To view the entire list of current Internet-Drafts, please check
the "1id-abstracts.txt" listing contained in the Internet-Drafts
Shadow Directories on ftp.is.co.za (Africa), ftp.nordu.net
(Northern Europe), ftp.nis.garr.it (Southern Europe), munnari.oz.au
(Pacific Rim), ftp.ietf.org (US East Coast), or ftp.isi.edu
(US West Coast).
Abstract
The application/nntp8bit content-type is proposed and defined as an
efficient and simple way to transmit raw ("binary") data over an NNTP
connection, taking into account the foreseeable limitations of that
standard.
1. Introduction
Usenet News [NNTP, NEWS] are a very popular data transmission format:
at the time of writing, there are tens of thousands of different
discussion groups, and the traffic generated per site could be as
much as 10 GB/day.
The vast majority of the data is composed by binary files (images,
audio or video clips, software programs...) which comprise up to 90%
of the global traffic. Unfortunately, the two main ways used to codify
binary data, that is UUENCODE and MIME application/octet-stream with
Content-Transfer-Encoding base64, add a 33% overhead on the dimension
of the file sent.
The new specifics of the NNTP protocol which are worked up now
[NEWNNTP] require an 8-bit-wide channel, and the companion new
definition for Usenet Message Format [USEFOR] does not object to the
presence of 8-bit data.
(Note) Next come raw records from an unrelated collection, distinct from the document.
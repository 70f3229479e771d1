//! Snapshot registry
//!
//! Snapshots are handles into a registry owned by the engine. Read options
//! store the handle only; resolving a released handle is an error.

use std::collections::BTreeMap;
use std::sync::atomic::{AtomicU64, Ordering};

use parking_lot::Mutex;

use crate::error::{Result, StrataError};
use crate::key::SeqNo;

/// Opaque handle to a pinned point-in-time view
#[derive(Debug, Clone, Copy, PartialEq, Eq, Hash)]
pub struct SnapshotId(pub u64);

/// Tracks the latest published sequence number and pinned snapshots.
#[derive(Debug)]
pub struct SnapshotRegistry {
    next_id: AtomicU64,
    inner: Mutex<RegistryInner>,
}

#[derive(Debug, Default)]
struct RegistryInner {
    latest_seqno: SeqNo,
    pinned: BTreeMap<u64, SeqNo>,
}

impl SnapshotRegistry {
    pub fn new(latest_seqno: SeqNo) -> Self {
        Self {
            next_id: AtomicU64::new(1),
            inner: Mutex::new(RegistryInner {
                latest_seqno,
                pinned: BTreeMap::new(),
            }),
        }
    }

    /// Make writes up to `seqno` visible to readers
    pub fn publish(&self, seqno: SeqNo) {
        let mut guard = self.inner.lock();
        guard.latest_seqno = guard.latest_seqno.max(seqno);
    }

    pub fn latest_seqno(&self) -> SeqNo {
        self.inner.lock().latest_seqno
    }

    /// Pin the latest published sequence number
    pub fn create(&self) -> SnapshotId {
        let id = SnapshotId(self.next_id.fetch_add(1, Ordering::Relaxed));
        let mut guard = self.inner.lock();
        let seqno = guard.latest_seqno;
        guard.pinned.insert(id.0, seqno);
        id
    }

    /// Returns false if the snapshot was not live
    pub fn release(&self, id: SnapshotId) -> bool {
        self.inner.lock().pinned.remove(&id.0).is_some()
    }

    pub fn live_count(&self) -> usize {
        self.inner.lock().pinned.len()
    }

    /// Sequence number a read should observe
    pub fn resolve(&self, id: Option<SnapshotId>) -> Result<SeqNo> {
        let guard = self.inner.lock();
        match id {
            None => Ok(guard.latest_seqno),
            Some(snapshot) => guard
                .pinned
                .get(&snapshot.0)
                .copied()
                .ok_or(StrataError::UnknownSnapshot(snapshot.0)),
        }
    }
}
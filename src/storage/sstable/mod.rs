//! SSTable Module
//!
//! Sorted String Table - immutable on-disk sorted key-value storage, split
//! into checksummed data blocks so the block cache can hold them individually.
//!
//! ## File Format
//! ```text
//! ┌─────────────────────────────────────────────────────────┐
//! │ Header (14 bytes)                                       │
//! │   Magic: "STKV" (4) | Version: u16 (2) | Count: u64 (8) │
//! ├─────────────────────────────────────────────────────────┤
//! │ Data Blocks (variable)                                  │
//! │   [KeyLen: u32][SeqNo: u64][ValLen: u32][Key][Value]    │
//! │   ... repeated for each entry in the block ...          │
//! │   [CRC32: u32] over the block's entries                 │
//! │   (ValLen = u32::MAX means tombstone, no value bytes)   │
//! ├─────────────────────────────────────────────────────────┤
//! │ Index Block (variable)                                  │
//! │   [FirstLen: u32][LastLen: u32][Offset: u64][Size: u32] │
//! │   [FirstKey][LastKey]  ... one per data block ...       │
//! ├─────────────────────────────────────────────────────────┤
//! │ Properties Block (bincode TableProperties)              │
//! ├─────────────────────────────────────────────────────────┤
//! │ Footer (24 bytes)                                       │
//! │   IndexOffset: u64 | PropsOffset: u64                   │
//! │   IndexCRC: u32 | PropsCRC: u32                         │
//! └─────────────────────────────────────────────────────────┘
//! ```

mod block;
mod builder;
mod iterator;
mod reader;

use std::path::PathBuf;

use bytes::Bytes;
use serde::{Deserialize, Serialize};

use crate::key::SeqNo;
use crate::range_tombstone::RangeTombstone;

pub(crate) use block::encoded_len;
pub use block::DataBlock;
pub use builder::SSTableBuilder;
pub use iterator::{BlockFetch, BlockLoader, CursorPosition, TableCursor};
pub use reader::SSTableReader;

// =============================================================================
// Shared Constants (used by builder, reader, block codec)
// =============================================================================

/// Magic bytes identifying a StrataKV SSTable file
pub(crate) const MAGIC: &[u8; 4] = b"STKV";

/// Current SSTable format version
pub(crate) const VERSION: u16 = 1;

/// Header size: Magic (4) + Version (2) + EntryCount (8) = 14 bytes
pub(crate) const HEADER_SIZE: u64 = 14;

/// Footer size: IndexOffset (8) + PropsOffset (8) + IndexCRC (4) + PropsCRC (4)
pub(crate) const FOOTER_SIZE: u64 = 24;

/// Entry header: KeyLen (4) + SeqNo (8) + ValLen (4)
pub(crate) const ENTRY_HEADER_SIZE: usize = 16;

/// Index entry header: FirstLen (4) + LastLen (4) + Offset (8) + Size (4)
pub(crate) const INDEX_ENTRY_HEADER_SIZE: usize = 20;

/// Block trailer: CRC32 (4)
pub(crate) const BLOCK_TRAILER_SIZE: usize = 4;

/// Sentinel value indicating a tombstone (deleted key)
pub(crate) const TOMBSTONE_MARKER: u32 = u32::MAX;

// =============================================================================
// Index and Properties
// =============================================================================

/// Location and key range of one data block
#[derive(Debug, Clone, PartialEq, Eq)]
pub struct BlockHandle {
    pub first_key: Bytes,
    pub last_key: Bytes,
    pub offset: u64,
    /// Block size including the CRC trailer
    pub size: u32,
}

/// Table-wide metadata, loaded when the table is opened
#[derive(Debug, Clone, Default, PartialEq, Eq, Serialize, Deserialize)]
pub struct TableProperties {
    pub entry_count: u64,
    pub min_key: Bytes,
    pub max_key: Bytes,
    pub max_seqno: SeqNo,
    pub range_tombstones: Vec<RangeTombstone>,
}

// =============================================================================
// SSTable Metadata
// =============================================================================

/// SSTable metadata returned by the builder and by flushes
#[derive(Debug, Clone)]
pub struct SSTable {
    /// Path to the SSTable file
    pub path: PathBuf,
    /// Number of point entries in this SSTable
    pub entry_count: u64,
    /// Number of data blocks
    pub block_count: usize,
    /// Smallest user key (for range filtering)
    pub min_key: Bytes,
    /// Largest user key (for range filtering)
    pub max_key: Bytes,
    /// Highest sequence number stored
    pub max_seqno: SeqNo,
    /// File size in bytes
    pub file_size: u64,
}

impl SSTable {
    /// Get the number of entries
    pub fn entry_count(&self) -> u64 {
        self.entry_count
    }

    /// Quick check if a key might be in this SSTable (range check)
    /// Returns false if key is definitely outside [min_key, max_key]
    pub fn might_contain(&self, key: &[u8]) -> bool {
        self.entry_count > 0 && key >= self.min_key.as_ref() && key <= self.max_key.as_ref()
    }
}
There is however a problem, which does not
Codogno Expires February 1999 [Page 1]
Internet Draft application/nntp8bit August, 1998
alloy to send raw data directly: it is not possible to have in the
body of an article an ASCII NUL (0x00) character, and ASCII CR and LF
(0x0d, 0x0a) must appear together. Moreover, each line in the body
must be at most 998 octets long, and must end with the CR-LF
sequence (not counted in the 998 octets limit).
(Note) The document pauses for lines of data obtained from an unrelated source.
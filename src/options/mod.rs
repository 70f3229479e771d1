//! Read Options Module
//!
//! Per-request configuration of the read path.
//!
//! ## Ownership
//! - [`IterBound`] owns a private copy of its bytes
//! - [`ReadOptions`] borrows bounds and stores a [`crate::SnapshotId`] handle
//! - Neither bounds nor snapshots are released when the options are dropped

mod bound;
mod read;

pub use bound::IterBound;
pub use read::{ReadOptions, ReadTier};
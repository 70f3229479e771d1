//! Storage Manager
//!
//! Manages multiple SSTables and coordinates flushes.
//!
//! ## Responsibilities
//! - Discover existing SSTables on startup
//! - Hand out the table list (newest → oldest) to readers
//! - Create new SSTables from MemTable flushes
//! - Track SSTable lifecycle

use std::fs;
use std::path::{Path, PathBuf};
use std::sync::atomic::{AtomicU64, Ordering};
use std::sync::Arc;

use parking_lot::RwLock;

use crate::error::{Result, StrataError};
use crate::key::{SeqNo, ValueEntry};
use crate::memtable::MemTable;

use super::{SSTable, SSTableBuilder, SSTableReader};

/// Manages the storage layer
///
/// ## Concurrency:
/// - `sstables`: Protected by RwLock (many concurrent readers, exclusive writer)
/// - Readers clone the `Arc` list and read blocks without holding the lock
/// - `next_sstable_id`: Atomic counter (lock-free)
pub struct StorageManager {
    /// Directory where SSTables are stored
    data_dir: PathBuf,

    /// Target data block size for new tables
    block_size: usize,

    /// Open SSTable readers, ordered newest → oldest
    sstables: RwLock<Vec<Arc<SSTableReader>>>,

    /// Next ID for creating new SSTables (atomic, lock-free)
    next_sstable_id: AtomicU64,
}

impl StorageManager {
    /// Open or create storage in the given directory
    ///
    /// On startup:
    /// 1. Create directory if it doesn't exist
    /// 2. Discover existing SSTable files
    /// 3. Open readers for each (loads indexes and properties into RAM)
    /// 4. Order by ID descending (newest first)
    pub fn open(path: &Path, block_size: usize) -> Result<Self> {
        fs::create_dir_all(path)?;

        let mut sstable_ids: Vec<u64> = Vec::new();
        for entry in fs::read_dir(path)? {
            let entry = entry?;
            let file_path = entry.path();

            if file_path.is_file() {
                if let Some(id) = Self::parse_sstable_id(&file_path) {
                    sstable_ids.push(id);
                }
            }
        }

        // Sort newest first (highest ID first)
        sstable_ids.sort_unstable_by(|a, b| b.cmp(a));

        let mut sstables = Vec::with_capacity(sstable_ids.len());
        for id in &sstable_ids {
            let sstable_path = Self::sstable_path_with_dir(path, *id);
            let reader = SSTableReader::open(&sstable_path, *id)?;
            sstables.push(Arc::new(reader));
        }

        // Next ID = max + 1, or 1 if no SSTables exist
        let next_id = sstable_ids.first().map(|&id| id + 1).unwrap_or(1);

        tracing::debug!(
            dir = %path.display(),
            tables = sstables.len(),
            next_id,
            "storage opened"
        );

        Ok(Self {
            data_dir: path.to_path_buf(),
            block_size,
            sstables: RwLock::new(sstables),
            next_sstable_id: AtomicU64::new(next_id),
        })
    }

    /// Current tables, newest first
    pub fn tables(&self) -> Vec<Arc<SSTableReader>> {
        self.sstables.read().clone()
    }

    /// Flush a MemTable to a new SSTable
    ///
    /// Writes every version and range tombstone, opens a reader for the new
    /// file and publishes it at the front of the list. The caller clears the
    /// memtable afterwards, so readers always find the data in one place.
    pub fn flush(&self, memtable: &MemTable) -> Result<SSTable> {
        if memtable.is_empty() {
            return Err(StrataError::Storage(
                "Cannot flush empty MemTable".to_string(),
            ));
        }

        let id = self.next_sstable_id.fetch_add(1, Ordering::SeqCst);
        let path = self.sstable_path(id);

        let mut builder = SSTableBuilder::new(&path, self.block_size)?;
        for entry in memtable.iter() {
            match &entry.value {
                ValueEntry::Value(v) => builder.add(entry.user_key(), entry.seqno(), v)?,
                ValueEntry::Tombstone => builder.add_tombstone(entry.user_key(), entry.seqno())?,
            }
        }
        for tombstone in memtable.range_tombstones() {
            builder.add_range_tombstone(tombstone)?;
        }
        let metadata = builder.finish()?;

        let reader = SSTableReader::open(&path, id)?;
        self.sstables.write().insert(0, Arc::new(reader));

        Ok(metadata)
    }

    /// Highest sequence number stored in any table
    pub fn max_seqno(&self) -> SeqNo {
        self.sstables
            .read()
            .iter()
            .map(|t| t.max_seqno())
            .max()
            .unwrap_or(0)
    }

    /// Data blocks read from files across all tables
    pub fn block_reads(&self) -> u64 {
        self.sstables.read().iter().map(|t| t.block_reads()).sum()
    }

    /// Get the number of SSTables
    pub fn sstable_count(&self) -> usize {
        self.sstables.read().len()
    }

    /// Get the data directory path
    pub fn data_dir(&self) -> &Path {
        &self.data_dir
    }

    /// Get the next SSTable ID (for testing/debugging)
    pub fn next_sstable_id(&self) -> u64 {
        self.next_sstable_id.load(Ordering::SeqCst)
    }

    // =========================================================================
    // Private Helpers
    // =========================================================================

    /// Generate the file path for an SSTable with given ID
    fn sstable_path(&self, id: u64) -> PathBuf {
        Self::sstable_path_with_dir(&self.data_dir, id)
    }

    /// Generate SSTable path given a directory and ID
    fn sstable_path_with_dir(dir: &Path, id: u64) -> PathBuf {
        dir.join(format!("sstable_{:06}.sst", id))
    }

    /// Parse SSTable ID from filename
    /// "sstable_000042.sst" → Some(42)
    fn parse_sstable_id(path: &Path) -> Option<u64> {
        if path.extension()? != "sst" {
            return None;
        }
        let name = path.file_stem()?.to_string_lossy();
        let id_str = name.strip_prefix("sstable_")?;
        id_str.parse().ok()
    }
}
A rather simple way to cope with these limitation is to develop a
MIME Content Type which codes the text in such a way to comply with
this. This solution has been preferred to the definition of a new
Content Transfer Encoding because it is simple to have the former
working: if a newsreader does not understand the format, it is
possible to save the article and process it with an external filter.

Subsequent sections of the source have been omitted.